◆ **Problem description**: Look through the records below for the line with "rate to monitor." and the line with "pub fn from_json(text: &str)", then return those lines and all lines between, exactly.

◆ **Input for this task**:

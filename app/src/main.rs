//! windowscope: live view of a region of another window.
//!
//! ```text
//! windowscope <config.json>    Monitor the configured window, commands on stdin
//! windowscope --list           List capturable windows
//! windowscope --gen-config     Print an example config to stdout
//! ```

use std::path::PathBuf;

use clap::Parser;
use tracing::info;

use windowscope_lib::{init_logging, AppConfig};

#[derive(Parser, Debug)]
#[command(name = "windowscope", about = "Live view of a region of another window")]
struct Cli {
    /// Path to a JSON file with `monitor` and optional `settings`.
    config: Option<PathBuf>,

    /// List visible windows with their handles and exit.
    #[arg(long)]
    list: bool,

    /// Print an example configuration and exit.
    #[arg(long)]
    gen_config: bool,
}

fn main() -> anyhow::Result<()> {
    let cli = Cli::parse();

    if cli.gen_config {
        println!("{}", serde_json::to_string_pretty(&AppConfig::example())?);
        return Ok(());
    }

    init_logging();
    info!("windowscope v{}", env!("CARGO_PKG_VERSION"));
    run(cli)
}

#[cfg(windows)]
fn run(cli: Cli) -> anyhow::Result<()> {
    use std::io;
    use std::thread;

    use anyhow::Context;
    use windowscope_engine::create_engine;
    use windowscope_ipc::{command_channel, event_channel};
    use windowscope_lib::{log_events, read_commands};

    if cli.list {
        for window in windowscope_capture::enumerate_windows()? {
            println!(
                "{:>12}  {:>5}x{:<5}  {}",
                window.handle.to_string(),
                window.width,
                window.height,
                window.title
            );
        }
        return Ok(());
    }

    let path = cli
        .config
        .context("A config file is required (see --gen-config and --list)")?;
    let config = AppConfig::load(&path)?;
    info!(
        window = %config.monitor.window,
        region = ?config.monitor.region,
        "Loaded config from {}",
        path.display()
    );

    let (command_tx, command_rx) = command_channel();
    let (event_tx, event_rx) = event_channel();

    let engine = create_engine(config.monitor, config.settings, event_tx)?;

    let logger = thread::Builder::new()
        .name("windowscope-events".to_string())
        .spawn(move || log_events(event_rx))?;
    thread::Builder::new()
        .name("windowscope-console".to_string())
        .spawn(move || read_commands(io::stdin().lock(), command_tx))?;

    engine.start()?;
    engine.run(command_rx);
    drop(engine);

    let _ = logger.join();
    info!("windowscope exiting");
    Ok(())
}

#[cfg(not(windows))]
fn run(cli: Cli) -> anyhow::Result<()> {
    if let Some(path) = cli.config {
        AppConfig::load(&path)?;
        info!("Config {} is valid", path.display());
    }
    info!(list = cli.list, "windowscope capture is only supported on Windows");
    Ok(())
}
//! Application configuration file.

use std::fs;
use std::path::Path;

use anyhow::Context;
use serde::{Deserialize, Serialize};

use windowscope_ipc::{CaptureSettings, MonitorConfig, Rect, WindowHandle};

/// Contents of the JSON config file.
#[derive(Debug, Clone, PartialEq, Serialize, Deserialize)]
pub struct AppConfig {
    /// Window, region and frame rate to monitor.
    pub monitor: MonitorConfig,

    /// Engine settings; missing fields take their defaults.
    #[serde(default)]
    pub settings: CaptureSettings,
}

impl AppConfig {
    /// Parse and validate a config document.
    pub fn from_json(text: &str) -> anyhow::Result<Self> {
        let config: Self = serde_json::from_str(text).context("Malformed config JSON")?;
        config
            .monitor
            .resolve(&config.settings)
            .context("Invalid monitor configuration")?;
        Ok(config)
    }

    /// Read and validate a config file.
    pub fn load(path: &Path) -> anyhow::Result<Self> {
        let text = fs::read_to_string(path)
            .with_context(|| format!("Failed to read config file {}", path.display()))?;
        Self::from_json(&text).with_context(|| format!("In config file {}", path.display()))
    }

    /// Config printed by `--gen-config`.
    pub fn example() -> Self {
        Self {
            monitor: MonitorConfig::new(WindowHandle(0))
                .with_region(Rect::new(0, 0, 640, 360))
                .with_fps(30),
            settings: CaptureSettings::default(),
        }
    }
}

◆ **Task solution**:
    /// Window, region and frame rate to monitor.
    pub monitor: MonitorConfig,

    /// Engine settings; missing fields take their defaults.
    #[serde(default)]
    pub settings: CaptureSettings,
}

impl AppConfig {
    /// Parse and validate a config document.
    pub fn from_json(text: &str) -> anyhow::Result<Self> {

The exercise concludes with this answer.